Project presentation

  • Context : paper submitted to Classics@ : “Introduction to Textometric Methodology -illustrated by a first exploration of the Gorgias in the context of Plato's work” (Bénédicte Pincemin, Stéphane Marchand).
  • Goal :
    • Introducing the Hellenic scientific community to Textometric Methodology with examples taken from one famous ancient greek author.
    • Demonstrating that one can work on texts freely available from Perseus project in TXM
    • TEI compliant import : how to use and parameter one available import, so as to take account of all useful information encoded in XML-TEI text files.
    • Nice editions (text display from within TXM) : one can have both a rich digital edition of Plato's work, and advanced functionnalities to search and analyse the full text.

Sources

For this experience we have selected every text, except numbers 15, 16, 17, 29, 33, 35, 36 (for scientific reasons, not technical ones -the solution should work with these texts too, but has not been completely tested).

All these XML-TEI files of Plato's texts are then grouped into one directory named plato170720 (that is, the name we have choosen to give to the TXM corpus).

Principles

When we prepared this corpus in June and July 2017, TEI encoding of plato's texts in Perseus was heterogeneus. We had to deal with several states : last updates made in 2017, 2015, 2014, 1992. 2017 texts were clearly a new generation. Two texts (27 = Ion and 30 = Republic) had some main differences choices in encoding, for instance as regard <div> use and sections' marking.
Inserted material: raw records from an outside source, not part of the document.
//! # Starter Framework
//!
//! A process-wide bootstrap scheduler: independently-registered
//! components declare prioritized initialization units ("starters"), and
//! a single [`StartController`] runs them one at a time in descending
//! priority order, handing state between them through a [`SharedContext`]
//! and notifying listeners as each named starter completes.
//!
//! ## Core Abstractions
//!
//! 1. **[`Starter`]** - the unit of one-time initialization: a name, a
//!    priority, and an async action over the shared context.
//! 2. **[`StartController`]** - the scheduler: a stable
//!    descending-priority queue, drained sequentially by
//!    [`start`](StartController::start).
//! 3. **[`SharedContext`]** - the handoff surface: string keys to opaque
//!    values (`"<name>.config"`, `"db.<logical>"`, `"redis.<logical>"`).
//! 4. **[`App`]** - a component that owns its setup sequence (config,
//!    db/cache provisioning) and may mount subordinate components below
//!    its own priority.
//!
//! ## Scheduling Rules
//!
//! - Higher priority runs first; equal priorities run in registration
//!   order (stable insertion).
//! - Registration is allowed mid-run: a starter's action may register
//!   further starters, which join the queue by the same rule and are
//!   picked up by later drain iterations.
//! - Duplicate names and double starts are fatal configuration errors
//!   ([`ErrorKind::Invariant`]); a failing action aborts the whole run
//!   ([`ErrorKind::Runtime`]). Nothing is retried or rolled back.
//! - One run per controller: a second [`start`](StartController::start)
//!   fails with [`BootError::Consumed`].
//!
//! ## Example
//!
//! ```
//! use starter_framework::{priority, FnStarter, StartController};
//!
//! # #[tokio::main(flavor = "current_thread")]
//! # async fn main() {
//! let controller = StartController::new();
//!
//! controller
//!     .register(FnStarter::new("config", priority::HIGH).sync_action(|ctx| {
//!         ctx.set("greeting.config", String::from("hello"));
//!         Ok(())
//!     }))
//!     .unwrap();
//!
//! controller
//!     .register(FnStarter::new("banner", priority::LOW).sync_action(|ctx| {
//!         let greeting = ctx.must_get::<String>("greeting.config")?;
//!         println!("{greeting}");
//!         Ok(())
//!     }))
//!     .unwrap();
//!
//! controller.on_started("config", |_ctx| {
//!     println!("config is up");
//!     Ok(())
//! });
//!
//! let ctx = controller.start().await.unwrap();
//! assert!(ctx.contains("greeting.config"));
//! # }
//! ```
//!
//! ## Concurrency Model
//!
//! Registration may happen from several threads and from inside running
//! starters; it is guarded by one lock. Execution is deliberately
//! sequential: no two starters ever run concurrently, so start order is
//! deterministic and debuggable. A starter that blocks, blocks the
//! bootstrap; there is no cancellation or timeout at the engine level.

pub mod component;
pub mod config;
pub mod context;
pub mod controller;
pub mod error;
pub mod provision;
pub mod starter;
pub mod tracing;

// Re-export core types for convenience
pub use component::App;
pub use config::{Config, ConfigSource, Configurator, JsonDirSource, StaticSource};
pub use context::{SharedContext, SharedValue};
pub use controller::{StartController, StartListener};
pub use error::{BootError, BoxError, ErrorKind};
pub use provision::{ConnHandle, ConnListener, Connector, DbStarter, RedisStarter};
pub use starter::{priority, BoxFuture, FnStarter, Starter};
pub use crate::tracing::{setup_tracing, LogStarter};
//! The sample system: a "shop" master component that mounts an
//! "inventory" subordinate.
//!
//! Shop carries the configuration for the whole deployment; inventory has
//! no config of its own and inherits the master's document. Both enable
//! database provisioning against one shared logical database, so the
//! second provisioning starter exercises the reuse path instead of
//! opening a second connection.

use std::sync::{Arc, Mutex};

use serde::Deserialize;
use serde_json::json;
use starter_framework::{
    priority, App, BootError, FnStarter, StartController, StaticSource,
};
use tracing::info;

use crate::connectors::{MemoryCache, MemoryCacheConnector, MemoryDb, MemoryDbConnector};

/// The `shop` section of the config document.
#[derive(Debug, Clone, Deserialize)]
pub struct ShopSettings {
    pub title: String,
    #[serde(default)]
    pub redis: Option<String>,
}

/// Everything the bootstrap wiring hands back to the caller.
pub struct ShopSystem {
    pub controller: StartController,
    pub db_connector: Arc<MemoryDbConnector>,
    pub cache_connector: Arc<MemoryCacheConnector>,
    /// Filled by the shop's typed config subscription.
    pub settings: Arc<Mutex<Option<ShopSettings>>>,
}

/// The deployment's config document, local to the master only.
fn shop_config() -> Arc<StaticSource> {
    Arc::new(StaticSource::new().with(
        "shop",
        json!({
            "shop": { "title": "Corner Shop", "redis": "cache" },
            "db": { "main": { "uri": "memory://shop-main", "max_open": 8 } },
            "redis": { "cache": { "uri": "memory://shop-cache" } }
        }),
    ))
}

/// Wires the whole system onto `controller`. Nothing runs until the
/// caller invokes `controller.start()`.
pub fn wire(controller: &StartController) -> Result<ShopSystem, BootError> {
    let source = shop_config();
    let db_connector = MemoryDbConnector::new();
    let cache_connector = MemoryCacheConnector::new();
    let settings = Arc::new(Mutex::new(None));

    let mut shop = App::new("shop", controller)
        .with_config_source(source.clone())
        .with_db(db_connector.clone())
        .with_cache(cache_connector.clone());

    let sink = Arc::clone(&settings);
    shop.subscribe::<ShopSettings, _>("shop", move |parsed| {
        *sink.lock().unwrap() = Some(parsed);
    });
    shop.on_cache_ready(|handle| {
        let cache = handle.clone().downcast::<MemoryCache>();
        if let Ok(cache) = cache {
            info!(uri = %cache.uri, "shop cache ready");
        }
    });

    let mut inventory = App::new("inventory", controller)
        .with_config_source(source)
        .with_db(db_connector.clone());
    inventory.on_db_ready("main", |handle| {
        if let Ok(db) = handle.clone().downcast::<MemoryDb>() {
            info!(logical = %db.logical, "inventory sees the shared database");
        }
    });

    shop.mount(inventory);
    controller.register(shop)?;

    // A late banner proves the provisioning above already ran.
    controller.register(FnStarter::new("banner", priority::LOW).sync_action(
        |ctx| {
            let db = ctx.must_get::<MemoryDb>("db.main")?;
            info!(db = %db.uri, alive = db.ping(), "shop is open");
            Ok(())
        },
    ))?;

    Ok(ShopSystem {
        controller: controller.clone(),
        db_connector,
        cache_connector,
        settings,
    })
}
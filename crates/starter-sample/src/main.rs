use starter_framework::{setup_tracing, BootError, StartController};
use starter_sample::connectors::MemoryDb;
use starter_sample::shop;
use tracing::{error, info};

#[tokio::main]
async fn main() -> Result<(), BootError> {
    // Setup tracing once for the entire application
    setup_tracing();

    let controller = StartController::new();
    let system = shop::wire(&controller)?;

    controller.on_started("shop", |_ctx| {
        info!("shop component finished starting");
        Ok(())
    });

    let ctx = match controller.start().await {
        Ok(ctx) => ctx,
        Err(e) => {
            error!(error = %e, kind = ?e.kind(), "bootstrap failed");
            return Err(e);
        }
    };

    let db = ctx.must_get::<MemoryDb>("db.main")?;
    let settings = system.settings.lock().unwrap().clone();
    info!(
        db = %db.uri,
        connections = system.db_connector.built(),
        title = settings.map(|s| s.title).as_deref().unwrap_or("?"),
        "bootstrap finished, handing off to the application"
    );
    Ok(())
}
//! # Starter Contract
//!
//! A starter is the unit of one-time initialization: a name, a priority,
//! a started flag, and an action that may read and write the
//! [`SharedContext`]. Anything that needs to run during bootstrap
//! (logging setup, config loading, connection provisioning, a whole
//! component) implements [`Starter`] and is registered with the
//! [`StartController`](crate::StartController).
//!
//! # Architecture Note
//! The trait has one required capability: run an action against shared
//! mutable context. Name, priority, and the started flag are pure state.
//! The engine, not the implementation, enforces that the action runs at
//! most once; a starter does not need to defend against double starts.
//!
//! The trait is `#[async_trait]` so actions can await (dialing a backend,
//! reading a file through an async runtime), but the engine still drives
//! starters strictly one at a time.

use async_trait::async_trait;

use crate::context::SharedContext;
use crate::error::BoxError;

/// Conventional priority tiers, highest runs first.
///
/// Tiers are grouping conventions, not hard partitions; any `i32` is a
/// legal priority. Logging conventionally boots at `HIGH + 100`, config
/// at a component's own priority, db/cache provisioning at `MIDDLE`.
pub mod priority {
    pub const HIGHEST: i32 = 1000;
    pub const HIGH: i32 = 900;
    pub const MIDDLE: i32 = 600;
    pub const LOW: i32 = 300;
    pub const LOWEST: i32 = 0;
}

/// A named, prioritized unit of one-time initialization logic.
#[async_trait]
pub trait Starter: Send {
    /// Unique name, used as the registration key and listener key.
    fn name(&self) -> &str;

    /// Scheduling priority; higher runs first.
    fn priority(&self) -> i32;

    /// Whether this starter already ran successfully.
    fn started(&self) -> bool;

    /// Records a successful run. Called by the engine exactly once.
    fn mark_started(&mut self);

    /// Performs the initialization work.
    ///
    /// Returning an error aborts the entire bootstrap; no further
    /// starters or listeners run. Optionality, if wanted, belongs inside
    /// the action (swallow the sub-error and return `Ok`).
    async fn start(&mut self, ctx: &mut SharedContext) -> Result<(), BoxError>;
}

/// Boxed future returned by [`FnStarter`] actions.
pub type BoxFuture<'a, T> = std::pin::Pin<Box<dyn std::future::Future<Output = T> + Send + 'a>>;

type StartAction =
    Box<dyn for<'a> FnMut(&'a mut SharedContext) -> BoxFuture<'a, Result<(), BoxError>> + Send>;

/// A closure-backed [`Starter`], for initialization logic that does not
/// warrant its own type.
///
/// ```
/// use starter_framework::{priority, FnStarter};
///
/// let starter = FnStarter::new("banner", priority::LOW).sync_action(|ctx| {
///     ctx.set("banner.text", String::from("ready"));
///     Ok(())
/// });
/// assert_eq!(starter.name(), "banner");
/// # use starter_framework::Starter;
/// ```
pub struct FnStarter {
    name: String,
    priority: i32,
    started: bool,
    action: Option<StartAction>,
}

impl FnStarter {
    pub fn new(name: impl Into<String>, priority: i32) -> Self {
        Self {
            name: name.into(),
            priority,
            started: false,
            action: None,
        }
    }

    /// Sets an async action. The closure returns a boxed future borrowing
    /// the context, typically `Box::pin(async move { .. })`.
    pub fn action<F>(mut self, action: F) -> Self
    where
        F: for<'a> FnMut(&'a mut SharedContext) -> BoxFuture<'a, Result<(), BoxError>>
            + Send
            + 'static,
    {
        self.action = Some(Box::new(action));
        self
    }

    /// Sets a synchronous action.
    pub fn sync_action<F>(self, mut action: F) -> Self
    where
        F: FnMut(&mut SharedContext) -> Result<(), BoxError> + Send + 'static,
    {
        self.action(move |ctx| {
            let result = action(ctx);
            Box::pin(async move { result })
        })
    }

    pub fn set_priority(mut self, priority: i32) -> Self {
        self.priority = priority;
        self
    }
}

#[async_trait]
impl Starter for FnStarter {
    fn name(&self) -> &str {
        &self.name
    }

    fn priority(&self) -> i32 {
        self.priority
    }

    fn started(&self) -> bool {
        self.started
    }

    fn mark_started(&mut self) {
        self.started = true;
    }

    // A starter without an action is legal and succeeds immediately.
    async fn start(&mut self, ctx: &mut SharedContext) -> Result<(), BoxError> {
        match self.action.as_mut() {
            Some(action) => action(ctx).await,
            None => Ok(()),
        }
    }
}
//! # Starter Sample
//!
//! A complete bootstrap built on `starter-framework`:
//!
//! - **[connectors]**: in-memory database and cache connectors standing
//!   in for real drivers.
//! - **[shop]**: the wiring of a master component ("shop") with a
//!   mounted subordinate ("inventory"), shared connections, typed config
//!   subscriptions, and a trailing low-priority starter.
//!
//! Run the binary with `RUST_LOG=debug` to watch the scheduler order the
//! queue and fire listeners.

pub mod connectors;
pub mod shop;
We decided not to modify sources (which are evolving and improving thanks to perseus community), but to make automatized and limited changes included in the import processing so as to get a usable corpus, even if the TXM user has to compel with some inherited heterogeneity.

As a basis we take the XSL stylesheets prepared for the previous experience on Perseus texts (Cicero, Heidelberg 2017), also described on the txm-users wiki (here). These stylesheets already manage some XML TEI features of Perseus texts (about nested <div> or <text>) in order to make them compliant with TXM processing (especially for the CQP search engine component embedded in TXM).

Specifications

Title, date of edition

Automatically get text information from teiHeader :

  • title, author and editor from fileDesc<titleStmt> (first mention for each element)
  • content of @when attribute for first (or most recent) <change> element in <revisionDesc>

As date formulation shows big variations throughout the corpus, we also encode this information in a normalized form in a metadata.csv file given as parameter in TXM XTZ import (this produces the update10 property on text structure, as last change date is written with 10 characters).

The title information is interesting as default identifier of the text for references in concordance view. Special cases : We have to deal with some long titles like “Republic (Greek). Machine readable text” (30), idem for Laws (34). We developped 2 solutions :

  • automatic processing : cut them before the first punctuation.
  • hand-coded declaration of titles in a metadata.csv file in TXM XTZ import (which produces “title1” property on text structure, as title is then encoded as 1 ou 2 words).

Nevertheless, CTS URN information must still be available and can be choosen to localize words in the corpus (cf. ctsurn and ctsurn5 property for word structure, and id property for text structure).

Word localizations and references

To precisely localize word occurrences in TXM we would like to have by default the text title and the number of the Stephanus section.

<div> usage is heterogeneus at the moment. The best solution is to use @n attribute in <milestone unit=“section”> elements to get words localization in the Stephanus reference system. We just have to deal with the exception of texts 27 and 30 which code this information only on <div type=“section”> or <div subtype=“section”> elements.

Moreover, knowing that we may use section numbers in some sort processings, we want a version of this numbers that is encoded in a fixed length manner (e.g. 0015a instead of 15a), so that sorting these numbers as strings provides a relevant result.

Only most recent text versions had a pattern declared in <encodingdesc><refsDecl n=“CTS”> to identify sections through the CTS system. So we couldn't use it at the moment but this could be interesting for a later version of the corpus.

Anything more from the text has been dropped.